SuCo: Sufficiency-guided Continuous Adaptive Reasoning¶

Conference: ICML2026
arXiv: 2606.17687
Code: TBD
Area: LLM Reasoning
Keywords: Adaptive Reasoning, Chain-of-Thought Efficiency, Minimum Sufficient CoT, Reinforcement Learning, Overthinking

TL;DR¶

SuCo proposes "Minimum Sufficient CoT (MSC)"—the shortest CoT prefix capable of producing the correct answer. Based on this, it designs a two-stage training process (MSC-aligned Fine-Tuning, MFT + Sufficiency-Aware Policy Optimization, SAPO), enabling large reasoning models to autonomously adjust reasoning length on a continuous spectrum. It achieves higher accuracy with fewer tokens across math, code, and science benchmarks (7B average accuracy +2.7, reasoning length reduced from 5239 to 1267).

Background & Motivation¶

Background: Large Reasoning Models (LRM) like DeepSeek-R1, o1, and Qwen3 lead significantly on difficult problems by explicitly generating Chains-of-Thought (CoT). However, they tend to write long reasoning chains for any problem—even "1+1"—causing severe computational and latency waste, which hinders deployment in scenarios like real-time coding assistants or edge devices.

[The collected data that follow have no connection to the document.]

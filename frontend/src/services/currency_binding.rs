//! Binds the currency field behaviour to real `<input>` elements.

use std::cell::{Cell, RefCell};
use std::rc::{Rc, Weak};

use gloo::events::EventListener;
use shared::{CurrencyField, CurrencyInputs, TextInput};
use wasm_bindgen::JsCast;
use web_sys::HtmlInputElement;

const KEY_ATTRIBUTE: &str = "data-currency-binding";

type Registry = CurrencyInputs<String, Vec<EventListener>>;

/// `TextInput` over a DOM input element.
pub struct InputElement(pub HtmlInputElement);

impl TextInput for InputElement {
    fn value(&self) -> String {
        self.0.value()
    }

    fn set_value(&mut self, value: &str) {
        self.0.set_value(value);
    }

    fn caret(&self) -> Option<u32> {
        self.0.selection_start().ok().flatten()
    }

    fn set_caret(&mut self, caret: u32) {
        // Inputs that do not support selection (type=number) throw here.
        let _ = self.0.set_selection_range(caret, caret);
    }
}

#[derive(Clone, Copy)]
enum FieldEvent {
    Input,
    Focus,
    Blur,
}

impl FieldEvent {
    const ALL: [FieldEvent; 3] = [FieldEvent::Input, FieldEvent::Focus, FieldEvent::Blur];

    fn name(self) -> &'static str {
        match self {
            FieldEvent::Input => "input",
            FieldEvent::Focus => "focus",
            FieldEvent::Blur => "blur",
        }
    }

    fn apply(self, field: &mut CurrencyField, input: &mut InputElement) {
        match self {
            FieldEvent::Input => {
                field.on_input(input);
            }
            FieldEvent::Focus => field.on_focus(input),
            FieldEvent::Blur => field.on_blur(input),
        }
    }
}

/// Owns the listeners of every bound currency input.
///
/// Attaching the same element twice is a no-op, so callers may re-run
/// binding after every render. Dropping the binder unsubscribes everything.
#[derive(Default)]
pub struct CurrencyInputBinder {
    inputs: Rc<RefCell<Registry>>,
    next_key: Cell<u32>,
}

impl CurrencyInputBinder {
    pub fn new() -> Self {
        Self::default()
    }

    /// Returns `false` when the element was already bound, or when no key
    /// could be stored on it to find the binding again.
    pub fn attach(&self, input: &HtmlInputElement) -> bool {
        let Some(key) = self.key_for(input) else {
            gloo::console::warn!("currency input has no id and rejected its binding key");
            return false;
        };
        let weak = Rc::downgrade(&self.inputs);

        let mut inputs = self.inputs.borrow_mut();
        let attached = inputs.attach_with(key.clone(), || listen(input, &key, weak));
        if attached {
            if let Some(field) = inputs.field_mut(&key) {
                field.prime(&mut InputElement(input.clone()));
            }
        }
        attached
    }

    pub fn detach(&self, input: &HtmlInputElement) -> bool {
        match existing_key(input) {
            Some(key) => self.inputs.borrow_mut().detach(&key),
            None => false,
        }
    }

    pub fn is_attached(&self, input: &HtmlInputElement) -> bool {
        existing_key(input)
            .map(|key| self.inputs.borrow().is_attached(&key))
            .unwrap_or(false)
    }

    pub fn attached_count(&self) -> usize {
        self.inputs.borrow().attached_count()
    }

    /// Bind every input in the document whose id is listed; returns how many
    /// were newly bound.
    pub fn attach_ids<S: AsRef<str>>(&self, ids: &[S]) -> usize {
        let Some(document) = web_sys::window().and_then(|window| window.document()) else {
            return 0;
        };
        ids.iter()
            .filter_map(|id| document.get_element_by_id(id.as_ref()))
            .filter_map(|element| element.dyn_into::<HtmlInputElement>().ok())
            .filter(|input| self.attach(input))
            .count()
    }

    /// The element id when it has one, otherwise a key stored on the element.
    /// `None` when the key cannot be stored, since detach could never find it.
    fn key_for(&self, input: &HtmlInputElement) -> Option<String> {
        if let Some(key) = existing_key(input) {
            return Some(key);
        }
        let n = self.next_key.get();
        self.next_key.set(n + 1);
        let key = format!("currency-input-{}", n);
        input.set_attribute(KEY_ATTRIBUTE, &key).ok()?;
        existing_key(input).filter(|stored| *stored == key)
    }
}

fn existing_key(input: &HtmlInputElement) -> Option<String> {
    let id = input.id();
    if !id.is_empty() {
        return Some(format!("#{}", id));
    }
    input.get_attribute(KEY_ATTRIBUTE)
}

fn listen(input: &HtmlInputElement, key: &str, inputs: Weak<RefCell<Registry>>) -> Vec<EventListener> {
    FieldEvent::ALL
        .into_iter()
        .map(|event| {
            let element = input.clone();
            let key = key.to_string();
            let inputs = inputs.clone();
            EventListener::new(input, event.name(), move |_| {
                let Some(inputs) = inputs.upgrade() else {
                    return;
                };
                let Ok(mut inputs) = inputs.try_borrow_mut() else {
                    return;
                };
                if let Some(field) = inputs.field_mut(&key) {
                    event.apply(field, &mut InputElement(element.clone()));
                }
            })
        })
        .collect()
}

#[cfg(all(test, target_arch = "wasm32"))]
mod wasm_tests {
    use super::*;
    use wasm_bindgen_test::*;
    use web_sys::Event;

    wasm_bindgen_test_configure!(run_in_browser);

    fn text_input(id: &str) -> HtmlInputElement {
        let document = web_sys::window().unwrap().document().unwrap();
        let input: HtmlInputElement = document
            .create_element("input")
            .unwrap()
            .dyn_into()
            .unwrap();
        input.set_type("text");
        if !id.is_empty() {
            input.set_id(id);
        }
        document.body().unwrap().append_child(&input).unwrap();
        input
    }

    fn fire(input: &HtmlInputElement, event_type: &str) {
        let event = Event::new(event_type).unwrap();
        input.dispatch_event(&event).unwrap();
    }

    #[wasm_bindgen_test]
    fn test_attach_twice_processes_keystroke_once() {
        let binder = CurrencyInputBinder::new();
        let input = text_input("valor-twice");

        assert!(binder.attach(&input));
        assert!(!binder.attach(&input));
        assert_eq!(binder.attached_count(), 1);

        input.set_value("12a,b34");
        input.set_selection_range(7, 7).unwrap();
        fire(&input, "input");

        assert_eq!(input.value(), "12,34");
        assert_eq!(input.selection_start().unwrap(), Some(5));
        input.remove();
    }

    #[wasm_bindgen_test]
    fn test_blur_and_focus_switch_forms() {
        let binder = CurrencyInputBinder::new();
        let input = text_input("valor-blur");
        binder.attach(&input);

        input.set_value("1234,5");
        fire(&input, "blur");
        assert_eq!(input.value(), "R$ 1.234,50");

        fire(&input, "focus");
        assert_eq!(input.value(), "1234,50");
        input.remove();
    }

    #[wasm_bindgen_test]
    fn test_prefilled_value_is_formatted_on_attach() {
        let binder = CurrencyInputBinder::new();
        let input = text_input("valor-prefilled");
        input.set_value("99.9");

        binder.attach(&input);
        assert_eq!(input.value(), "R$ 99,90");
        input.remove();
    }

    #[wasm_bindgen_test]
    fn test_input_without_id_keeps_its_key_until_detached() {
        let binder = CurrencyInputBinder::new();
        let input = text_input("");

        assert!(binder.attach(&input));
        let key = input.get_attribute(KEY_ATTRIBUTE).unwrap();
        assert!(key.starts_with("currency-input-"));
        assert!(!binder.attach(&input));
        assert_eq!(input.get_attribute(KEY_ATTRIBUTE).as_deref(), Some(key.as_str()));

        assert!(binder.detach(&input));
        assert!(!binder.is_attached(&input));
        assert_eq!(binder.attached_count(), 0);
        input.remove();
    }

    #[wasm_bindgen_test]
    fn test_detach_stops_processing() {
        let binder = CurrencyInputBinder::new();
        let input = text_input("");
        binder.attach(&input);
        assert!(binder.is_attached(&input));

        assert!(binder.detach(&input));
        input.set_value("abc");
        fire(&input, "input");
        assert_eq!(input.value(), "abc");
        assert_eq!(binder.attached_count(), 0);
        input.remove();
    }

    #[wasm_bindgen_test]
    fn test_attach_ids_is_idempotent() {
        let binder = CurrencyInputBinder::new();
        let input = text_input("valor-by-id");

        assert_eq!(binder.attach_ids(&["valor-by-id", "missing"]), 1);
        assert_eq!(binder.attach_ids(&["valor-by-id"]), 0);
        assert!(binder.is_attached(&input));
        input.remove();
    }
}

Limitations of Prior Work: Existing Adaptive Reasoning Models (ALRM) attempt to adjust reasoning volume based on difficulty, but most use discrete control: either manual switching by users (Qwen3's think on/off), selection from preset levels (GPT-OSS multi-level strategy), or binary selection via external classifiers/domain labels (AdaCoT, LHRM). Their common flaw is the lack of a principled "sufficiency" criterion, forcing them to switch between limited handcrafted modes.

Key Challenge: Ideal adaptive reasoning should simultaneously satisfy "length scaling with difficulty + no manual intervention + optimal performance with minimal reasoning." However, there is a counter-intuitive tension: while the test-time scaling law suggests "more reasoning is better," is it possible that "less reasoning is better"? Discrete modes cannot answer this, nor can they finely calibrate reasoning depth at the problem level.

Goal: To identify a quantifiable "reasoning sufficiency" criterion and train a model capable of autonomously controlling reasoning length on a continuous spectrum.

Key Insight: The authors define and empirically test the Minimum Sufficient CoT (MSC)—the "shortest prefix in a CoT trajectory sufficient to produce the correct answer." Across five difficulty levels of MATH, MSC not only significantly reduces tokens but also achieves consistently higher accuracy than the full CoT. This suggests that blindly piling up reasoning is counterproductive; truncating precisely at the "sufficiency point" is superior.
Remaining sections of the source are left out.